From Russia, with love and controversy
President’s appearance at Austrian minister’s wedding creates a stir
President Vladimir Putin of Russia has always shown a mastery for playing to the cameras, whether posing bare-chested on horseback, dancing with Tartars or riding Harleys with bikers.
On Saturday, that command was on display again, this time as the Russian leader made a brief personal appearance in the Styrian Alps at the wedding of Austria’s foreign minister, before continuing north to Germany where he was to hold talks with Chancellor Angela Merkel.
Putin’s brief visit — he stayed for an hour and 20 minutes — created a buzz throughout the alpine nation and beyond. Not all of it was positive.
Opposition politicians and Ukranian leaders said the Russian president’s presence could harm Austria’s foreign policy at a time when it holds the European Union’s rotating presidency.
“How should the EU council presidency meet the demand to build bridges and act as an honest broker if the foreign minister and the federal chancellor are so obviously on one side?” said Andreas Schieder, parliamentary leader of Austria’s So- cialist Party. Before the Kremlin announced that Putin would attend the wedding of Austria’s foreign minister, Karin Kneissl, 53, in a vineyard in Gamlitz, the festivities had already taken on the sheen of a political event. Among the other guests were Chancellor Sebastian Kurz of Austria and Heinz-Christian Strache, leader of the country’s far-right Freedom Party and vice chancellor, along with other members of the Cabinet.

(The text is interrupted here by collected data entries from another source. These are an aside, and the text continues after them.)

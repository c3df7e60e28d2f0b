use logos::Logos;
use std::fmt;

/// Token types for the interface definition language
#[derive(Logos, Debug, Clone, PartialEq)]
#[logos(skip r"[ \t\n\r]+")]
#[logos(skip r"//[^\n]*")]
#[logos(skip r"/\*([^*]|\*[^/])*\*/")]
pub enum Token<'src> {
    // Keywords
    #[token("interface")]
    Interface,

    #[token("import")]
    Import,

    #[token("as")]
    As,

    #[token("self")]
    SelfType,

    #[token("true")]
    True,

    #[token("false")]
    False,

    #[token("null")]
    Null,

    // Identifiers
    #[regex(r"[a-zA-Z_][a-zA-Z0-9_]*", |lex| lex.slice())]
    Ident(&'src str),

    // String literals
    #[regex(r#""([^"\\]|\\.)*""#, |lex| lex.slice())]
    String(&'src str),

    // Numbers
    #[regex(r"-?[0-9]+(\.[0-9]+)?", |lex| lex.slice())]
    Number(&'src str),

    // Symbols
    #[token("{")]
    LBrace,

    #[token("}")]
    RBrace,

    #[token("(")]
    LParen,

    #[token(")")]
    RParen,

    #[token(":")]
    Colon,

    #[token(",")]
    Comma,

    #[token(".")]
    Dot,

    #[token("?")]
    Question,

    #[token("->")]
    Arrow,

    #[token("=")]
    Equals,
}

impl<'src> fmt::Display for Token<'src> {
    fn fmt(&self, f: &mut fmt::Formatter<'_>) -> fmt::Result {
        match self {
            Token::Interface => write!(f, "interface"),
            Token::Import => write!(f, "import"),
            Token::As => write!(f, "as"),
            Token::SelfType => write!(f, "self"),
            Token::True => write!(f, "true"),
            Token::False => write!(f, "false"),
            Token::Null => write!(f, "null"),
            Token::Ident(s) => write!(f, "identifier '{}'", s),
            Token::String(s) => write!(f, "string {}", s),
            Token::Number(n) => write!(f, "number {}", n),
            Token::LBrace => write!(f, "{{"),
            Token::RBrace => write!(f, "}}"),
            Token::LParen => write!(f, "("),
            Token::RParen => write!(f, ")"),
            Token::Colon => write!(f, ":"),
            Token::Comma => write!(f, ","),
            Token::Dot => write!(f, "."),
            Token::Question => write!(f, "?"),
            Token::Arrow => write!(f, "->"),
            Token::Equals => write!(f, "="),
        }
    }
}

/// Tokenize a source string
pub fn tokenize(source: &str) -> Vec<(Token, std::ops::Range<usize>)> {
    let lexer = Token::lexer(source);
    lexer
        .spanned()
        .filter_map(|(result, span)| result.ok().map(|token| (token, span)))
        .collect()
}

#[cfg(test)]
mod tests {
    use super::*;

    #[test]
    fn test_keywords() {
        let source = "interface import as self";
        let tokens = tokenize(source);

        assert_eq!(tokens[0].0, Token::Interface);
        assert_eq!(tokens[1].0, Token::Import);
        assert_eq!(tokens[2].0, Token::As);
        assert_eq!(tokens[3].0, Token::SelfType);
    }

    #[test]
    fn test_identifiers() {
        let source = "PersonInterface setId _private";
        let tokens = tokenize(source);

        assert_eq!(tokens[0].0, Token::Ident("PersonInterface"));
        assert_eq!(tokens[1].0, Token::Ident("setId"));
        assert_eq!(tokens[2].0, Token::Ident("_private"));
    }

    #[test]
    fn test_method_declaration() {
        let source = "setId(value: int) -> self";
        let tokens = tokenize(source);

        assert_eq!(tokens[0].0, Token::Ident("setId"));
        assert_eq!(tokens[1].0, Token::LParen);
        assert_eq!(tokens[2].0, Token::Ident("value"));
        assert_eq!(tokens[3].0, Token::Colon);
        assert_eq!(tokens[4].0, Token::Ident("int"));
        assert_eq!(tokens[5].0, Token::RParen);
        assert_eq!(tokens[6].0, Token::Arrow);
        assert_eq!(tokens[7].0, Token::SelfType);
    }

    #[test]
    fn test_nullable_marker() {
        let source = "getId() -> ?int";
        let tokens = tokenize(source);

        assert_eq!(tokens[3].0, Token::Arrow);
        assert_eq!(tokens[4].0, Token::Question);
        assert_eq!(tokens[5].0, Token::Ident("int"));
    }

    #[test]
    fn test_literals() {
        let source = r#""hello" 42 3.14 -10 true false null"#;
        let tokens = tokenize(source);

        assert!(matches!(tokens[0].0, Token::String(_)));
        assert_eq!(tokens[1].0, Token::Number("42"));
        assert_eq!(tokens[2].0, Token::Number("3.14"));
        assert_eq!(tokens[3].0, Token::Number("-10"));
        assert_eq!(tokens[4].0, Token::True);
        assert_eq!(tokens[5].0, Token::False);
        assert_eq!(tokens[6].0, Token::Null);
    }

    #[test]
    fn test_comments_ignored() {
        let source = r#"
            // line comment
            interface PersonInterface /* block comment */ {
                /* multi-line
                   comment */
            }
        "#;

        let tokens = tokenize(source);

        assert_eq!(tokens[0].0, Token::Interface);
        assert_eq!(tokens[1].0, Token::Ident("PersonInterface"));
        assert_eq!(tokens[2].0, Token::LBrace);
        assert_eq!(tokens[3].0, Token::RBrace);
    }

    #[test]
    fn test_dotted_import_path() {
        let source = "import fixtures.ObjectCollection as Collection";
        let tokens = tokenize(source);

        assert_eq!(tokens[0].0, Token::Import);
        assert_eq!(tokens[1].0, Token::Ident("fixtures"));
        assert_eq!(tokens[2].0, Token::Dot);
        assert_eq!(tokens[3].0, Token::Ident("ObjectCollection"));
        assert_eq!(tokens[4].0, Token::As);
        assert_eq!(tokens[5].0, Token::Ident("Collection"));
    }
}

Kneissl’s ministry said the event was a private affair and insisted that it would not influ- ence the country’s foreign policy.

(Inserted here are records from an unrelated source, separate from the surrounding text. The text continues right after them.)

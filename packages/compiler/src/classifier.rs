use entitygen_parser::ast::{InterfaceSpec, MethodSignature, TypeSpec};
use serde::{Deserialize, Serialize};

/// Length of the fixed `set`/`get` accessor prefix
const PREFIX_LEN: usize = 3;

/// A decision to generate a setter, a getter, or neither, for one method
#[derive(Debug, Clone, PartialEq, Serialize, Deserialize)]
#[serde(tag = "type")]
pub enum AccessorPlan {
    Setter { attribute: String, param: TypeSpec },
    Getter { attribute: String, return_type: TypeSpec },
    Unsupported,
}

/// Derive one plan per method, in source order.
///
/// Classification is by parameter count only: exactly one parameter makes
/// a setter, zero makes a getter, any other arity is silently excluded
/// from the generated surface. The 3-character prefix is stripped blindly;
/// its spelling is never checked.
pub fn classify(spec: &InterfaceSpec) -> Vec<AccessorPlan> {
    spec.methods.iter().map(classify_method).collect()
}

pub fn classify_method(method: &MethodSignature) -> AccessorPlan {
    let attribute: String = method.name.chars().skip(PREFIX_LEN).collect();

    match method.params.len() {
        1 => AccessorPlan::Setter {
            attribute,
            param: method.params[0].type_spec.clone(),
        },
        0 => AccessorPlan::Getter {
            attribute,
            return_type: method.return_type.clone(),
        },
        _ => AccessorPlan::Unsupported,
    }
}

#[cfg(test)]
mod tests {
    use super::*;
    use entitygen_parser::parse_interface;

    fn plans_for(source: &str, name: &str) -> Vec<AccessorPlan> {
        let spec = parse_interface(source, name).expect("Failed to parse");
        classify(&spec)
    }

    #[test]
    fn test_one_param_is_setter() {
        let plans = plans_for(
            "interface AInterface { setId(value: int) -> self }",
            "AInterface",
        );

        assert_eq!(
            plans,
            vec![AccessorPlan::Setter {
                attribute: "Id".to_string(),
                param: TypeSpec::named("int"),
            }]
        );
    }

    #[test]
    fn test_zero_params_is_getter() {
        let plans = plans_for("interface AInterface { getId() -> ?int }", "AInterface");

        assert_eq!(
            plans,
            vec![AccessorPlan::Getter {
                attribute: "Id".to_string(),
                return_type: TypeSpec::nullable("int"),
            }]
        );
    }

    #[test]
    fn test_multi_param_is_unsupported() {
        let plans = plans_for(
            "interface AInterface { setRange(low: int, high: int) -> self }",
            "AInterface",
        );

        assert_eq!(plans, vec![AccessorPlan::Unsupported]);
    }

    #[test]
    fn test_plans_keep_source_order() {
        let plans = plans_for(
            r#"
interface AInterface {
    setId(value: int) -> self
    getId() -> ?int
    setRange(low: int, high: int) -> self
    getName() -> ?string
}
"#,
            "AInterface",
        );

        assert_eq!(plans.len(), 4);
        assert!(matches!(plans[0], AccessorPlan::Setter { .. }));
        assert!(matches!(plans[1], AccessorPlan::Getter { .. }));
        assert!(matches!(plans[2], AccessorPlan::Unsupported));
        assert!(matches!(plans[3], AccessorPlan::Getter { .. }));
    }

    #[test]
    fn test_prefix_is_stripped_blindly() {
        // No spelling check on the prefix: any 3 characters are dropped.
        let plans = plans_for(
            "interface AInterface { putName(value: string) -> self }",
            "AInterface",
        );

        assert_eq!(
            plans,
            vec![AccessorPlan::Setter {
                attribute: "Name".to_string(),
                param: TypeSpec::named("string"),
            }]
        );
    }

    #[test]
    fn test_short_method_name_yields_empty_attribute() {
        let plans = plans_for("interface AInterface { go() }", "AInterface");

        assert_eq!(
            plans,
            vec![AccessorPlan::Getter {
                attribute: String::new(),
                return_type: TypeSpec::untyped(),
            }]
        );
    }
}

An independent, Kneissl was nominated to her post after the Freedom Party joined Kurz’s government as the junior partner in December.
A year earlier, Strache and leading members of his party had travelled to Moscow to sign a co-operation agreement with Putin’s United Russia Party. They have called repeatedly for an end to the economic sanctions against Russia, enacted in response to its annexation of Crimea from Ukraine in 2014.

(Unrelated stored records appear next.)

use convert_case::{Case, Casing};

/// Attribute name to store key: `LastName` -> `last_name`
pub fn to_storage_key(name: &str) -> String {
    name.to_case(Case::Snake)
}

/// Attribute name to generated parameter name: `LastName` -> `lastName`
pub fn to_param_name(name: &str) -> String {
    name.to_case(Case::Camel)
}

/// Attribute name to accessor method suffix: `last_name` -> `LastName`
pub fn to_suffix(name: &str) -> String {
    name.to_case(Case::Pascal)
}

#[cfg(test)]
mod tests {
    use super::*;

    #[test]
    fn test_to_storage_key() {
        assert_eq!(to_storage_key("Id"), "id");
        assert_eq!(to_storage_key("LastName"), "last_name");
        assert_eq!(to_storage_key("lastName"), "last_name");
        assert_eq!(to_storage_key("last_name"), "last_name");
    }

    #[test]
    fn test_to_param_name() {
        assert_eq!(to_param_name("Id"), "id");
        assert_eq!(to_param_name("LastName"), "lastName");
        assert_eq!(to_param_name("last_name"), "lastName");
    }

    #[test]
    fn test_to_suffix() {
        assert_eq!(to_suffix("id"), "Id");
        assert_eq!(to_suffix("last_name"), "LastName");
        assert_eq!(to_suffix("lastName"), "LastName");
        assert_eq!(to_suffix("LastName"), "LastName");
    }

    #[test]
    fn test_conversions_are_deterministic() {
        let round = to_suffix(&to_storage_key("LastName"));
        assert_eq!(round, "LastName");
    }
}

“I don’t normally comment on high society, but if Austria’s Ministry of Foreign Affairs is forced to justify itself and assure that its foreign policy course will not change in light of this ‘private’ visit, then things have taken on an interesting new form that brings a sad smile to my face,” Pavlo Klimkin, the foreign minister of Ukraine, wrote on Twitter.
This year, Austria declined to join a co-ordinated effort of Western countries in expelling Russian diplomats in response to the poisoning of a former Russian spy and his daughter in Britain, citing the country’s long-standing neutrality.
Putin drew most of the attention Saturday, though he was only one of about 100 people invited to the ceremony, held on a terrace overlooking the steep, leafy vineyards on the southern side of Austria’s Alps.
In keeping with local custom, the bride wore a white dirndl, a traditional dress common in southern Germany and Austria with a tight bodice and full skirt. She and her groom, Wolfgang Meilinger, 54, arrived in an open carriage adorned with bunches of sunflowers that matched her own bright yellow wedding bouquet.
After the ceremony, the deep voices of a Cossack choir that the Russian president flew in with him as a wedding gift, could be heard ringing across the rolling hills of the Southern Alps.
The couple — whose “just married” poster, on the back of a white Volkswagen Beetle, was signed by the Russian president — were not the only ones celebrating Saturday.
“The international advertising for Austria and the Styria as a tourist destination is priceless,” Strache, the vice-chancellor, wrote on Facebook, insisting that Putin’s presence would strengthen Austria’s position as a bridge-builder. “You couldn’t have a better advertisement for Austria and its wonderful nature, its heavenly countryside and its friendliness to guests!”